$1.5-Million Grant to Fund AANAPI Student Success
Three College of Engineering faculty have been awarded a $1.5 million grant from the U.S. Department of Education to provide support to Asian-American and Native-American Pacific Islander students. The five-year grant, under the ASCEND: AANAPI Student Success Center & Development program, is expected to benefit about 2,200 AANAPI students in STEM.
Principal investigator Pitiporn Asvapathanagul, an Associate Professor in the Civil Engineering and Construction Engineering Management Department, said the program is set up to provide direct financial support to about 500 AANAPI students in STEM.
Asvapathanagul said she and co-principal investigators Yu Yang, an Assistant Professor in the Chemical Engineering Department; and Tongzhou Wang, a lecturer in CECEM; can relate to challenges facing AANAPI students in STEM.
All three have worked to enhance opportunities for AANAPI students during their careers. Wang served as a MESA facilitator, an educational consultant in Southeast Asia, and monitored AANAPI student enrollment while serving on the COE Action Plan Task Force. Asvapathanagul participated in the University Resources Council and served as a Civil Engineering advisor.
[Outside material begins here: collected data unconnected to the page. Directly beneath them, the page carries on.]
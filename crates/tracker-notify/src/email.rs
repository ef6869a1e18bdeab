//! SMTP email notifier.

use async_trait::async_trait;
use lettre::message::header::ContentType;
use lettre::message::Mailbox;
use lettre::transport::smtp::authentication::Credentials;
use lettre::{AsyncSmtpTransport, AsyncTransport, Message, Tokio1Executor};
use std::fmt;
use std::time::Duration;
use tracker_core::error::NotifyError;
use tracker_core::traits::Notifier;
use tracker_core::types::{Price, ProductRef};
use tracing::{debug, info};

use crate::message::{alert_body, alert_subject};

/// SMTP delivery settings.
#[derive(Clone)]
pub struct EmailConfig {
    pub smtp_server: String,
    pub smtp_port: u16,
    /// Sender address, also used as the SMTP login
    pub sender: String,
    pub receiver: String,
    pub password: String,
    pub timeout: Duration,
}

impl fmt::Debug for EmailConfig {
    fn fmt(&self, f: &mut fmt::Formatter<'_>) -> fmt::Result {
        f.debug_struct("EmailConfig")
            .field("smtp_server", &self.smtp_server)
            .field("smtp_port", &self.smtp_port)
            .field("sender", &self.sender)
            .field("receiver", &self.receiver)
            .field("password", &"<redacted>")
            .field("timeout", &self.timeout)
            .finish()
    }
}

/// Sends price drop alerts over SMTP with STARTTLS.
pub struct EmailNotifier {
    from: Mailbox,
    to: Mailbox,
    transport: AsyncSmtpTransport<Tokio1Executor>,
}

impl EmailNotifier {
    /// Create a notifier. No connection is made until the first alert.
    pub fn new(config: EmailConfig) -> Result<Self, NotifyError> {
        let from: Mailbox = config
            .sender
            .parse()
            .map_err(|e| NotifyError::Message(format!("sender {:?}: {}", config.sender, e)))?;
        let to: Mailbox = config
            .receiver
            .parse()
            .map_err(|e| NotifyError::Message(format!("receiver {:?}: {}", config.receiver, e)))?;

        let transport = AsyncSmtpTransport::<Tokio1Executor>::starttls_relay(&config.smtp_server)
            .map_err(|e| NotifyError::Transport(e.to_string()))?
            .port(config.smtp_port)
            .credentials(Credentials::new(config.sender.clone(), config.password.clone()))
            .timeout(Some(config.timeout))
            .build();

        Ok(Self { from, to, transport })
    }

    /// Compose the alert email.
    pub fn build_message(&self, price: Price, product: &ProductRef) -> Result<Message, NotifyError> {
        Message::builder()
            .from(self.from.clone())
            .to(self.to.clone())
            .subject(alert_subject(price))
            .header(ContentType::TEXT_PLAIN)
            .body(alert_body(price, product))
            .map_err(|e| NotifyError::Message(e.to_string()))
    }
}

fn map_smtp_error(err: lettre::transport::smtp::Error) -> NotifyError {
    // 530/534/535: authentication required, mechanism too weak, credentials rejected
    let auth_failure = err
        .status()
        .map(|code| code.to_string().starts_with("53"))
        .unwrap_or(false);

    if auth_failure {
        NotifyError::Authentication(err.to_string())
    } else {
        NotifyError::Transport(err.to_string())
    }
}

#[async_trait]
impl Notifier for EmailNotifier {
    async fn notify(&self, price: Price, product: &ProductRef) -> Result<(), NotifyError> {
        let message = self.build_message(price, product)?;

        debug!(to = %self.to, "Sending price drop email");
        self.transport.send(message).await.map_err(map_smtp_error)?;

        info!("Price drop email sent! New price: ${}", price);
        Ok(())
    }

    fn name(&self) -> &str {
        "email"
    }
}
And Yang is the recipient of a U.S. Navy Impact Influencer Award due to his work in preparing minority students for futures in the military.
“With this AANAPI opportunity from the Department of Education, we are excited to contribute our insight and experience to develop a program plan to enhance our AANAPI students’ academic and future career success,” said Asvapathanagul.
While Asians comprise roughly 15 percent of the population in Los Angeles County, the group experienced a 76 percent increase in anti-Asian hate crimes in 2020 and 2021. The COVID-19 outbreak exacerbated anti-Asian violence, with almost 30 percent of respondents to a Center for Public Integrity/ipsos poll reporting racial or ethnic prejudice since the outbreak began.
The pandemic caused a rapid shift to online education and left many students burdened by a complex array of stressors, including concerns about health and safety, financial pressure because of job loss, and resurgence of anti-Asian racism, said Asvapathanagul.
These factors discouraged AANAPI students from pursuing higher education. Asian-American enrollment at California community colleges declined by 20 percent in 2022, with a similar drop in enrollment at CSULB, which has been designated an AANAPI Serving Institution.
The ASCEND Program seeks to foster a supportive and inclusive environment. With its close proximity to Cambodia Town, Little India, Little Saigon, and other ethnic areas, Asvapathanagul said CSULB is well-positioned to support AANAPI students.
Asvapathanagul said there is a need for funding for course fees and student living expenses. Only about half of students receive financial aid, forcing the majority of CSULB students to pursue part-time or full-time employment to cover academic expenses. That has an impact on student grade-point averages and graduation rates.
ASCEND will provide student scholarships to cover more costly winter and summer courses, which help balance course loads and decrease time to graduation. Asvapathanagul said departments will be notified of the scholarships and urged to offer more senior classes in the summer.
The program will offer tutoring on specific courses, as well as research training, leadership development, and other support services for the target audience. Funds will also be made available for conference participation. Eventually, the program aims to develop a financially sustainable ASCEND Center.